If the plugin option has been specified, only the Plugin plugin will be flushed. You can have multiple plugin options to flush multiple plugins in one go. If the plugin option is not given all plugins providing a flush callback will be flushed.
If the identifier option is given only the specified values will be flushed. This is meant to be used by graphing or displaying front-ends which want to have the latest values for a specific graph. Again, you can specify the identifier option multiple times to flush several values. If this option is not specified at all, all values will be flushed.
-> | FLUSH plugin=rrdtool identifier="localhost/df/df-root" identifier="localhost/df/df-var" <- | 0 Done: 2 successful, 0 errors
- UnixSock plugin
- This command has been removed in version 5.0 due to changes in the threshold infrastructure!
Searched for a threshold for identifier and returns the configured limits if it is found. The response is a list of name-value-pairs, each pair on its own line (the number of lines is indicated by the status line – see above).
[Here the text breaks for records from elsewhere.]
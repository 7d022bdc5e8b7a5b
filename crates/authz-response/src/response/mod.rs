//! Authorization response transports.
//!
//! This module provides:
//!
//! - Response modes (`query`, `fragment`, `form_post` and their JARM variants)
//! - The dispatcher that places a response on a redirect URI or in a form
//! - The auto-submitting form post document
//! - Redirect responses and authorization error responses

pub mod dispatcher;
pub mod form_post;
pub mod mode;
pub mod redirect;

pub use dispatcher::{DispatchedResponse, ResponseModeDispatcher};
pub use form_post::{html_escape, render_form};
pub use mode::{Delivery, ResponseMode, ResponseType};
pub use redirect::{AuthorizationError, AuthorizationErrorCode, RedirectResponse};
//! JWT-encoded `state` parameter.
//!
//! Instead of an opaque random string, a client may send a signed and/or
//! encrypted JWT as `state`, binding the request forgery protection value
//! (`rfp`) and the target it will land on to the authorization request.

use serde_json::Value;
use time::OffsetDateTime;

use crate::ResponseResult;
use crate::crypto::CryptoCapability;
use crate::jose::algorithm::SignatureAlgorithm;
use crate::jose::claims::{ClaimSet, token_hash};
use crate::params::{encode_component, names};
use crate::pipeline::{ArtifactPipeline, PipelineOutcome, Protection};

/// `state` claim names.
pub mod claim {
    /// Request forgery protection value.
    pub const RFP: &str = "rfp";
    /// Key ID the client used.
    pub const KID: &str = "kid";
    /// Where the user agent lands after the flow.
    pub const TARGET_LINK_URI: &str = super::names::TARGET_LINK_URI;
    /// Authorization server the request was sent to.
    pub const AS: &str = "as";
    /// Unique state identifier.
    pub const JTI: &str = "jti";
    /// Access token hash.
    pub const AT_HASH: &str = "at_hash";
    /// Code hash.
    pub const C_HASH: &str = "c_hash";
    /// Issued at.
    pub const IAT: &str = "iat";
    /// Expiration.
    pub const EXP: &str = "exp";
    /// Opaque caller claims.
    pub const ADDITIONAL_CLAIMS: &str = "additional_claims";
}

/// A `state` value encoded as a JWT.
#[derive(Debug, Clone, PartialEq)]
pub struct JwtState {
    protection: Protection,
    rfp: Option<String>,
    kid: Option<String>,
    target_link_uri: Option<String>,
    authorization_server: Option<String>,
    jti: Option<String>,
    at_hash: Option<String>,
    c_hash: Option<String>,
    iat: Option<i64>,
    exp: Option<i64>,
    additional_claims: Option<Value>,
}

impl JwtState {
    /// Creates a state with a random `jti` and `iat` of now.
    #[must_use]
    pub fn new(protection: Protection) -> Self {
        Self {
            protection,
            rfp: None,
            kid: None,
            target_link_uri: None,
            authorization_server: None,
            jti: Some(uuid::Uuid::new_v4().to_string()),
            at_hash: None,
            c_hash: None,
            iat: Some(OffsetDateTime::now_utc().unix_timestamp()),
            exp: None,
            additional_claims: None,
        }
    }

    /// Sets the request forgery protection value.
    #[must_use]
    pub fn rfp(mut self, rfp: impl Into<String>) -> Self {
        self.rfp = Some(rfp.into());
        self
    }

    /// Sets the `kid` claim.
    #[must_use]
    pub fn kid(mut self, kid: impl Into<String>) -> Self {
        self.kid = Some(kid.into());
        self
    }

    /// Sets the target link URI. It is percent-encoded in the claim.
    #[must_use]
    pub fn target_link_uri(mut self, uri: impl Into<String>) -> Self {
        self.target_link_uri = Some(uri.into());
        self
    }

    /// Sets the authorization server (`as` claim).
    #[must_use]
    pub fn authorization_server(mut self, issuer: impl Into<String>) -> Self {
        self.authorization_server = Some(issuer.into());
        self
    }

    /// Overrides the random `jti`; `None` omits it.
    #[must_use]
    pub fn jti(mut self, jti: Option<impl Into<String>>) -> Self {
        self.jti = jti.map(Into::into);
        self
    }

    /// Sets `at_hash` from an access token.
    #[must_use]
    pub fn access_token(mut self, token: &str) -> Self {
        self.at_hash = Some(token_hash(token, self.hash_algorithm()));
        self
    }

    /// Sets `c_hash` from an authorization code.
    #[must_use]
    pub fn code(mut self, code: &str) -> Self {
        self.c_hash = Some(token_hash(code, self.hash_algorithm()));
        self
    }

    /// Overrides the issued-at time; `None` omits it.
    #[must_use]
    pub fn iat(mut self, iat: Option<i64>) -> Self {
        self.iat = iat;
        self
    }

    /// Sets the expiration time.
    #[must_use]
    pub fn exp(mut self, exp: i64) -> Self {
        self.exp = Some(exp);
        self
    }

    /// Sets the opaque additional claims object.
    #[must_use]
    pub fn additional_claims(mut self, claims: Value) -> Self {
        self.additional_claims = Some(claims);
        self
    }

    /// Returns the claim set in its fixed order.
    #[must_use]
    pub fn claims(&self) -> ClaimSet {
        let mut claims = ClaimSet::new();
        let strings = [
            (claim::RFP, self.rfp.clone()),
            (claim::KID, self.kid.clone()),
            (
                claim::TARGET_LINK_URI,
                self.target_link_uri.as_deref().map(encode_component),
            ),
            (claim::AS, self.authorization_server.clone()),
            (claim::JTI, self.jti.clone()),
            (claim::AT_HASH, self.at_hash.clone()),
            (claim::C_HASH, self.c_hash.clone()),
        ];
        for (name, value) in strings {
            if let Some(value) = value.filter(|v| !v.trim().is_empty()) {
                claims.insert(name, value);
            }
        }
        if let Some(iat) = self.iat {
            claims.insert(claim::IAT, iat);
        }
        if let Some(exp) = self.exp {
            claims.insert(claim::EXP, exp);
        }
        if let Some(additional) = &self.additional_claims {
            claims.insert(claim::ADDITIONAL_CLAIMS, additional.clone());
        }
        claims
    }

    /// Encodes the state through the artifact pipeline.
    ///
    /// # Errors
    /// Returns an error for plain protection or a hard pipeline failure.
    pub fn encode(&self, crypto: Option<&dyn CryptoCapability>) -> ResponseResult<PipelineOutcome> {
        ArtifactPipeline::new(crypto).protect(&self.claims(), &self.protection)
    }

    fn hash_algorithm(&self) -> SignatureAlgorithm {
        match &self.protection {
            Protection::Signed(key) | Protection::SignedThenEncrypted { signing: key, .. } => {
                key.algorithm
            }
            Protection::Plain | Protection::Encrypted(_) => SignatureAlgorithm::RS256,
        }
    }
}

#[cfg(test)]
mod tests {
    use super::*;
    use crate::crypto::{SigningKeyPair, SoftwareCryptoProvider};
    use crate::pipeline::SigningKey;
    use base64::{Engine, engine::general_purpose::URL_SAFE_NO_PAD};
    use serde_json::json;

    fn hs256() -> Protection {
        Protection::Signed(SigningKey::shared(SignatureAlgorithm::HS256, "client-secret"))
    }

    fn payload(compact: &str) -> Value {
        let segment = compact.split('.').nth(1).unwrap();
        serde_json::from_slice(&URL_SAFE_NO_PAD.decode(segment).unwrap()).unwrap()
    }

    #[test]
    fn test_claim_order() {
        let state = JwtState::new(hs256())
            .rfp("rfp-value")
            .kid("k1")
            .target_link_uri("https://rp.example.com/landing?x=1")
            .authorization_server("https://as.example.com")
            .jti(Some("jti-1"))
            .iat(Some(1_700_000_000))
            .exp(1_700_000_600)
            .additional_claims(json!({"first_name": "Javier"}));

        let claims = state.claims();
        assert_eq!(
            claims.names().collect::<Vec<_>>(),
            vec!["rfp", "kid", "target_link_uri", "as", "jti", "iat", "exp", "additional_claims"]
        );
        assert_eq!(
            claims.get(claim::TARGET_LINK_URI),
            Some(&json!("https%3A%2F%2Frp.example.com%2Flanding%3Fx%3D1"))
        );
    }

    #[test]
    fn test_default_jti_is_random() {
        let a = JwtState::new(hs256()).claims();
        let b = JwtState::new(hs256()).claims();
        assert!(a.get(claim::JTI).is_some());
        assert_ne!(a.get(claim::JTI), b.get(claim::JTI));
        assert!(JwtState::new(hs256()).jti(None::<String>).claims().get(claim::JTI).is_none());
    }

    #[test]
    fn test_hashes_follow_signature_algorithm() {
        let state = JwtState::new(hs256()).access_token("token").code("code");
        assert_eq!(
            state.claims().get(claim::AT_HASH),
            Some(&json!(token_hash("token", SignatureAlgorithm::HS256)))
        );
        assert_eq!(
            state.claims().get(claim::C_HASH),
            Some(&json!(token_hash("code", SignatureAlgorithm::HS256)))
        );
    }

    #[test]
    fn test_encode_hs256() {
        let provider = SoftwareCryptoProvider::new();
        let outcome = JwtState::new(hs256())
            .rfp("rfp-value")
            .additional_claims(json!({"tenant": "acme"}))
            .encode(Some(&provider))
            .unwrap();

        let compact = outcome.response_value();
        assert_eq!(compact.split('.').count(), 3);
        let claims = payload(compact);
        assert_eq!(claims["rfp"], "rfp-value");
        assert_eq!(claims["additional_claims"]["tenant"], "acme");
    }

    #[test]
    fn test_encode_rs256_with_provider_key() {
        let key = SigningKeyPair::generate_rsa(SignatureAlgorithm::RS256).unwrap();
        let kid = key.kid.clone();
        let provider = SoftwareCryptoProvider::new().with_key(key);

        let outcome = JwtState::new(Protection::Signed(SigningKey::asymmetric(
            SignatureAlgorithm::RS256,
            Some(kid.as_str()),
        )))
        .rfp("rfp-value")
        .encode(Some(&provider))
        .unwrap();

        assert_eq!(payload(outcome.response_value())["rfp"], "rfp-value");
    }

    #[test]
    fn test_plain_state_is_rejected() {
        assert!(JwtState::new(Protection::Plain).encode(None).is_err());
    }
}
Each name-value-pair is of the form “
key: value”. Keys with undefined values are not returned at all.
-> | GETTHRESHOLD "myhost/cpu-0/cpu-idle" <- | 6 Threshold found <- | Type: cpu <- | Type Instance: idle <- | Warning Min: 5 <- | Warning Max: 100 <- | Failure Min: 1 <- | Failure Max: 120
- UnixSock plugin
There are currently three libraries available which implement this protocol and provide a high level interface to the daemon.
The collectdclient library was added in version 4.6 and is installed automatically. It provides access to the daemon via this plain text protocol for C and C++ programs. Its main header file is src/libcollectdclient/client.h (installed to the package include directory), which is hopefully straight forward.
This Perl module provides a pure-Perl implementation of the above protocol. It is used for example by the contributed collection3 script to flush values just before creating the graph. Documentation is available as inline-POD, which you can access using:
This Python module provides a pure-Python interface for the
GETVAL commands. The other commands should be easy to add to this module, too. This file can be found at contrib/collectd-unixsock.py.